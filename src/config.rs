use serde::{Deserialize, Serialize};

use crate::erosion::{ErosionStrategy, ParallelErosion, SequentialErosion};

/// Dispatch width used by the parallel erosion path.
pub const DEFAULT_BATCH_SIZE: usize = 1024;

/// Fractal noise controls for the initial heightmap.
#[derive(Clone, Debug, Serialize, Deserialize)]
#[serde(default)]
pub struct NoiseParams {
    pub seed: u64,
    /// Draw a fresh seed from system randomness on every run.
    pub randomize_seed: bool,
    pub octaves: u32,
    /// Amplitude decay per octave (0-1).
    pub persistence: f32,
    /// Frequency growth per octave.
    pub lacunarity: f32,
    pub initial_scale: f32,
}

impl Default for NoiseParams {
    fn default() -> Self {
        Self {
            seed: 42,
            randomize_seed: false,
            octaves: 7,
            persistence: 0.5,
            lacunarity: 2.0,
            initial_scale: 2.0,
        }
    }
}

/// How droplets are scheduled against the shared height buffer.
#[derive(Clone, Copy, Debug, PartialEq, Eq, Serialize, Deserialize)]
#[serde(rename_all = "snake_case")]
pub enum ErosionMode {
    /// One droplet completes before the next starts. Reproducible for a fixed seed.
    Sequential,
    /// Droplets run as independent work-items in batches; overlapping writes race.
    Parallel { batch_size: usize },
}

impl Default for ErosionMode {
    fn default() -> Self {
        Self::Parallel { batch_size: DEFAULT_BATCH_SIZE }
    }
}

impl ErosionMode {
    pub fn strategy(&self) -> Box<dyn ErosionStrategy> {
        match *self {
            ErosionMode::Sequential => Box::new(SequentialErosion),
            ErosionMode::Parallel { batch_size } => Box::new(ParallelErosion { batch_size }),
        }
    }
}

/// Droplet erosion controls.
#[derive(Clone, Debug, Serialize, Deserialize)]
#[serde(default)]
pub struct ErosionParams {
    /// Brush radius in cells; also the width of the border around the interior.
    pub brush_radius: i32,
    pub max_lifetime: u32,
    /// Directional persistence (0-1).
    pub inertia: f32,
    pub sediment_capacity_factor: f32,
    /// Floor on capacity so droplets on gentle slopes still carry something.
    pub min_sediment_capacity: f32,
    pub deposit_speed: f32,
    pub erode_speed: f32,
    /// Fraction of water lost per step (0-1).
    pub evaporate_speed: f32,
    pub gravity: f32,
    pub start_speed: f32,
    pub start_water: f32,
    /// Droplets holding less water than this terminate.
    pub min_water: f32,
    pub iterations: u32,
    /// `None` draws start positions from system randomness.
    pub seed: Option<u64>,
    pub mode: ErosionMode,
}

impl Default for ErosionParams {
    fn default() -> Self {
        Self {
            brush_radius: 3,
            max_lifetime: 30,
            inertia: 0.05,
            sediment_capacity_factor: 4.0,
            min_sediment_capacity: 0.01,
            deposit_speed: 0.3,
            erode_speed: 0.3,
            evaporate_speed: 0.01,
            gravity: 4.0,
            start_speed: 1.0,
            start_water: 1.0,
            min_water: 0.01,
            iterations: 50_000,
            seed: None,
            mode: ErosionMode::default(),
        }
    }
}

/// Surface mesh controls.
#[derive(Clone, Debug, Serialize, Deserialize)]
#[serde(default)]
pub struct MeshParams {
    /// Side length of the rendered (non-border) region.
    pub interior_size: usize,
    pub horizontal_scale: f32,
    pub elevation_scale: f32,
}

impl Default for MeshParams {
    fn default() -> Self {
        Self {
            interior_size: 255,
            horizontal_scale: 20.0,
            elevation_scale: 10.0,
        }
    }
}

/// All tunable parameters for one pipeline run.
#[derive(Clone, Debug, Default, Serialize, Deserialize)]
#[serde(default)]
pub struct Params {
    pub noise: NoiseParams,
    pub erosion: ErosionParams,
    pub mesh: MeshParams,
}

impl Params {
    pub fn from_json(text: &str) -> Result<Self, serde_json::Error> {
        serde_json::from_str(text)
    }
}

#[cfg(test)]
mod tests {
    use super::*;

    #[test]
    fn partial_json_keeps_defaults() {
        let p = Params::from_json(r#"{"erosion": {"iterations": 10, "mode": "sequential"}}"#).unwrap();
        assert_eq!(p.erosion.iterations, 10);
        assert_eq!(p.erosion.mode, ErosionMode::Sequential);
        assert_eq!(p.erosion.brush_radius, 3);
        assert_eq!(p.noise.octaves, 7);
        assert_eq!(p.mesh.interior_size, 255);
    }

    #[test]
    fn parallel_mode_parses_batch_size() {
        let p = Params::from_json(r#"{"erosion": {"mode": {"parallel": {"batch_size": 64}}}}"#).unwrap();
        assert_eq!(p.erosion.mode, ErosionMode::Parallel { batch_size: 64 });
    }
}
pub mod config;
pub mod erosion;
pub mod error;
pub mod grid;
pub mod heightmap;
pub mod mesh;
pub mod noise;
pub mod render;
pub mod rng;

use std::time::Instant;

use config::{ErosionParams, MeshParams, Params};
use erosion::ErosionStats;
use error::{AtStage, ConfigError, PipelineError, Stage};
use grid::{Grid, MapLayout};
use mesh::Mesh;

/// Generated terrain: the bordered height field and the surface built from its interior.
pub struct Terrain {
    pub layout: MapLayout,
    /// Noise seed actually used, so randomized runs can be replayed.
    pub seed: u64,
    /// Normalized noise field before any erosion.
    pub initial_height: Grid<f32>,
    pub height: Grid<f32>,
    /// Raw fractal range observed before normalization.
    pub noise_range: (f32, f32),
    pub mesh: Mesh,
}

pub struct Timing {
    pub name: &'static str,
    pub ms: f64,
}

fn ms_since(t: Instant) -> f64 {
    t.elapsed().as_secs_f64() * 1000.0
}

/// Check every stage's preconditions up front and derive the bordered layout.
pub fn validate(params: &Params) -> Result<MapLayout, PipelineError> {
    if params.erosion.brush_radius <= 0 {
        return Err(PipelineError {
            stage: Stage::Erosion,
            source: ConfigError::NonPositiveBrushRadius(params.erosion.brush_radius),
        });
    }
    let layout = match MapLayout::new(params.mesh.interior_size, params.erosion.brush_radius) {
        Err(source @ ConfigError::IndexOverflow(_)) => {
            return Err(PipelineError { stage: Stage::Heightmap, source });
        }
        other => other.at(Stage::Mesh)?,
    };
    params.erosion.mode.strategy().validate(params.erosion.iterations).at(Stage::Erosion)?;
    Ok(layout)
}

impl Terrain {
    /// Heightmap stage only: a normalized noise field, no erosion, empty mesh.
    pub fn from_noise(params: &Params) -> Result<Self, PipelineError> {
        let layout = validate(params)?;
        let seed = if params.noise.randomize_seed {
            rng::system_seed()
        } else {
            params.noise.seed
        };
        let field = heightmap::generate_height_field(layout.width(), &params.noise, seed);
        log::debug!(
            "heightmap {}x{} seed={} raw range [{}, {}]",
            layout.width(),
            layout.width(),
            seed,
            field.min,
            field.max
        );
        Ok(Self {
            layout,
            seed,
            initial_height: field.height.clone(),
            height: field.height,
            noise_range: (field.min, field.max),
            mesh: Mesh::default(),
        })
    }

    /// Run droplet erosion over the current height field.
    pub fn erode(&mut self, params: &ErosionParams) -> Result<ErosionStats, PipelineError> {
        let stats = erosion::erode(&mut self.height, params).at(Stage::Erosion)?;
        log::info!(
            "{} droplets, {} steps: eroded {:.3}, deposited {:.3}",
            stats.droplets,
            stats.steps,
            stats.eroded,
            stats.deposited
        );
        Ok(stats)
    }

    /// Rebuild the surface mesh in place from the current height field.
    pub fn rebuild_mesh(&mut self, params: &MeshParams) -> Result<(), PipelineError> {
        self.mesh.rebuild(&self.height, &self.layout, params).at(Stage::Mesh)
    }
}

/// Run the full pipeline: heightmap, erosion, mesh.
pub fn generate(params: &Params) -> Result<(Terrain, ErosionStats, Vec<Timing>), PipelineError> {
    let mut timings = Vec::new();
    let total_start = Instant::now();

    let t = Instant::now();
    let mut terrain = Terrain::from_noise(params)?;
    timings.push(Timing { name: "heightmap", ms: ms_since(t) });

    let t = Instant::now();
    let stats = terrain.erode(&params.erosion)?;
    timings.push(Timing { name: "erosion", ms: ms_since(t) });

    let t = Instant::now();
    terrain.rebuild_mesh(&params.mesh)?;
    timings.push(Timing { name: "mesh", ms: ms_since(t) });

    timings.push(Timing { name: "TOTAL", ms: ms_since(total_start) });
    for t in &timings {
        log::info!("{:12} {:8.1} ms", t.name, t.ms);
    }

    Ok((terrain, stats, timings))
}
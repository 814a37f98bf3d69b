//! Erosion brush kernel construction.

use erosion_terrain::erosion::brush::Brush;
use erosion_terrain::error::ConfigError;

#[test]
fn weights_sum_to_one() {
    for r in 1..=8 {
        let brush = Brush::build(r, 64).unwrap();
        let sum: f32 = brush.cells.iter().map(|c| c.weight).sum();
        assert!((sum - 1.0).abs() < 1e-5, "radius {r}: sum {sum}");
    }
}

#[test]
fn offsets_lie_in_open_disk() {
    let r = 5;
    let brush = Brush::build(r, 40).unwrap();
    for c in &brush.cells {
        assert!(c.dx * c.dx + c.dy * c.dy < r * r);
        assert_eq!(c.offset, (c.dy * 40 + c.dx) as isize);
        assert!(c.weight > 0.0);
    }
}

#[test]
fn cell_count_matches_lattice_points_in_disk() {
    // Lattice points with x^2 + y^2 < r^2.
    let expected = [(1, 1), (2, 9), (3, 25), (4, 45), (5, 69)];
    for (r, n) in expected {
        assert_eq!(Brush::build(r, 32).unwrap().len(), n, "radius {r}");
    }
}

#[test]
fn centre_carries_the_largest_weight() {
    let brush = Brush::build(4, 32).unwrap();
    let centre = brush.cells.iter().find(|c| c.dx == 0 && c.dy == 0).unwrap();
    assert!(brush.cells.iter().all(|c| c.weight <= centre.weight));
}

#[test]
fn rejects_non_positive_radius() {
    assert_eq!(Brush::build(0, 32).unwrap_err(), ConfigError::NonPositiveBrushRadius(0));
    assert_eq!(Brush::build(-2, 32).unwrap_err(), ConfigError::NonPositiveBrushRadius(-2));
}
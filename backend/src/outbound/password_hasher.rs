//! Argon2id password hasher.
//!
//! Hashes are stored as PHC strings (`$argon2id$v=19$m=…,t=…,p=…$salt$hash`),
//! so parameters travel with each hash and can be raised without a migration.

use argon2::Argon2;
use argon2::password_hash::{
    self, PasswordHash as PhcString, PasswordHasher as _, PasswordVerifier as _, SaltString,
};
use rand::rngs::OsRng;

use crate::domain::ports::{PasswordHasher, PasswordHasherError};
use crate::domain::value_objects::{Password, PasswordHash};

/// [`PasswordHasher`] using Argon2id with the crate's default parameters and
/// a random per-password salt.
#[derive(Debug, Default, Clone, Copy)]
pub struct Argon2PasswordHasher;

impl PasswordHasher for Argon2PasswordHasher {
    fn hash(&self, password: &Password) -> Result<PasswordHash, PasswordHasherError> {
        let salt = SaltString::generate(&mut OsRng);
        let encoded = Argon2::default()
            .hash_password(password.expose().as_bytes(), &salt)
            .map_err(|err| PasswordHasherError::hashing(err.to_string()))?;
        Ok(PasswordHash::new(encoded.to_string()))
    }

    fn verify(
        &self,
        password: &Password,
        hash: &PasswordHash,
    ) -> Result<bool, PasswordHasherError> {
        let parsed = PhcString::new(hash.as_str())
            .map_err(|err| PasswordHasherError::malformed_hash(err.to_string()))?;
        match Argon2::default().verify_password(password.expose().as_bytes(), &parsed) {
            Ok(()) => Ok(true),
            Err(password_hash::Error::Password) => Ok(false),
            Err(err) => Err(PasswordHasherError::hashing(err.to_string())),
        }
    }
}

#[cfg(test)]
mod tests {
    use super::*;
    use rstest::{fixture, rstest};

    #[fixture]
    fn password() -> Password {
        Password::new("Tr4ce!Kite").expect("valid password")
    }

    #[rstest]
    fn hash_verifies_only_the_original(password: Password) {
        let hasher = Argon2PasswordHasher;
        let hash = hasher.hash(&password).expect("hashes");

        assert!(hasher.verify(&password, &hash).expect("well formed"));
        let other = Password::new("Other!pass9").expect("valid password");
        assert!(!hasher.verify(&other, &hash).expect("well formed"));
    }

    #[rstest]
    fn hashes_are_salted_phc_strings(password: Password) {
        let hasher = Argon2PasswordHasher;
        let first = hasher.hash(&password).expect("hashes");
        let second = hasher.hash(&password).expect("hashes");

        assert!(first.as_str().starts_with("$argon2id$"));
        assert_ne!(first, second);
        assert!(!first.as_str().contains("Tr4ce"));
    }

    #[rstest]
    #[case("no-separator")]
    #[case("salt$digest")]
    fn malformed_hashes_are_errors(password: Password, #[case] encoded: &str) {
        let error = Argon2PasswordHasher
            .verify(&password, &PasswordHash::new(encoded))
            .expect_err("malformed");
        assert!(matches!(error, PasswordHasherError::MalformedHash { .. }));
    }
}
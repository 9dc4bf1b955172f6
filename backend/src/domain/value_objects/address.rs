//! Postal address of an institution.

use std::fmt;

use super::ValidationFailure;

/// Maximum length of the street address.
pub const ADDRESS_MAX: usize = 200;
/// Maximum length of the detail line.
pub const DETAIL_MAX: usize = 100;
/// Exact number of digits in a postal code.
pub const POSTAL_CODE_LEN: usize = 5;

/// Validation errors returned by [`Address::new`].
#[derive(Debug, Clone, PartialEq, Eq)]
pub enum AddressValidationError {
    EmptyAddress,
    AddressTooLong { max: usize },
    DetailTooLong { max: usize },
    InvalidPostalCode,
}

impl fmt::Display for AddressValidationError {
    fn fmt(&self, f: &mut fmt::Formatter<'_>) -> fmt::Result {
        match self {
            Self::EmptyAddress => write!(f, "주소를 입력해주세요"),
            Self::AddressTooLong { max } => write!(f, "주소는 최대 {max}자까지 입력할 수 있습니다"),
            Self::DetailTooLong { max } => {
                write!(f, "상세 주소는 최대 {max}자까지 입력할 수 있습니다")
            }
            Self::InvalidPostalCode => write!(f, "우편번호는 5자리 숫자여야 합니다"),
        }
    }
}

impl std::error::Error for AddressValidationError {}

impl ValidationFailure for AddressValidationError {
    fn code(&self) -> &'static str {
        match self {
            Self::EmptyAddress => "empty_address",
            Self::AddressTooLong { .. } => "address_too_long",
            Self::DetailTooLong { .. } => "detail_too_long",
            Self::InvalidPostalCode => "invalid_postal_code",
        }
    }
}

/// Street address with optional detail line and postal code.
///
/// A blank detail line or postal code is treated as absent.
#[derive(Debug, Clone, PartialEq, Eq, Hash)]
pub struct Address {
    address: String,
    detail: Option<String>,
    postal_code: Option<String>,
}

impl Address {
    /// Validate and construct an address.
    ///
    /// # Examples
    /// ```
    /// use carebridge::domain::value_objects::Address;
    ///
    /// let address = Address::new("서울시 마포구 월드컵로 1", Some("  "), Some("04001"))
    ///     .expect("valid address");
    /// assert_eq!(address.detail(), None);
    /// assert_eq!(address.postal_code(), Some("04001"));
    /// ```
    pub fn new(
        address: &str,
        detail: Option<&str>,
        postal_code: Option<&str>,
    ) -> Result<Self, AddressValidationError> {
        let address = address.trim();
        if address.is_empty() {
            return Err(AddressValidationError::EmptyAddress);
        }
        if address.chars().count() > ADDRESS_MAX {
            return Err(AddressValidationError::AddressTooLong { max: ADDRESS_MAX });
        }

        let detail = non_blank(detail);
        if detail.is_some_and(|d| d.chars().count() > DETAIL_MAX) {
            return Err(AddressValidationError::DetailTooLong { max: DETAIL_MAX });
        }

        let postal_code = non_blank(postal_code);
        if postal_code.is_some_and(|code| !is_postal_code(code)) {
            return Err(AddressValidationError::InvalidPostalCode);
        }

        Ok(Self {
            address: address.to_owned(),
            detail: detail.map(str::to_owned),
            postal_code: postal_code.map(str::to_owned),
        })
    }

    pub(crate) fn restore(
        address: String,
        detail: Option<String>,
        postal_code: Option<String>,
    ) -> Self {
        Self {
            address,
            detail,
            postal_code,
        }
    }

    /// Street address line.
    pub fn address(&self) -> &str {
        self.address.as_str()
    }

    /// Optional detail line (building, floor, unit).
    pub fn detail(&self) -> Option<&str> {
        self.detail.as_deref()
    }

    /// Optional five-digit postal code.
    pub fn postal_code(&self) -> Option<&str> {
        self.postal_code.as_deref()
    }
}

impl fmt::Display for Address {
    fn fmt(&self, f: &mut fmt::Formatter<'_>) -> fmt::Result {
        if let Some(code) = &self.postal_code {
            write!(f, "({code}) ")?;
        }
        f.write_str(&self.address)?;
        if let Some(detail) = &self.detail {
            write!(f, " {detail}")?;
        }
        Ok(())
    }
}

fn non_blank(value: Option<&str>) -> Option<&str> {
    value.map(str::trim).filter(|v| !v.is_empty())
}

fn is_postal_code(value: &str) -> bool {
    value.len() == POSTAL_CODE_LEN && value.bytes().all(|b| b.is_ascii_digit())
}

------------------------

> [About this exercise] Word for word, output the lines of the data from its first line through the line where "shared height buffer." appears, and stop there.

> [Result for this task]
filename src/config.rs
use serde::{Deserialize, Serialize};

use crate::erosion::{ErosionStrategy, ParallelErosion, SequentialErosion};

/// Dispatch width used by the parallel erosion path.
pub const DEFAULT_BATCH_SIZE: usize = 1024;

/// Fractal noise controls for the initial heightmap.
#[derive(Clone, Debug, Serialize, Deserialize)]
#[serde(default)]
pub struct NoiseParams {
    pub seed: u64,
    /// Draw a fresh seed from system randomness on every run.
    pub randomize_seed: bool,
    pub octaves: u32,
    /// Amplitude decay per octave (0-1).
    pub persistence: f32,
    /// Frequency growth per octave.
    pub lacunarity: f32,
    pub initial_scale: f32,
}

impl Default for NoiseParams {
    fn default() -> Self {
        Self {
            seed: 42,
            randomize_seed: false,
            octaves: 7,
            persistence: 0.5,
            lacunarity: 2.0,
            initial_scale: 2.0,
        }
    }
}

/// How droplets are scheduled against the shared height buffer.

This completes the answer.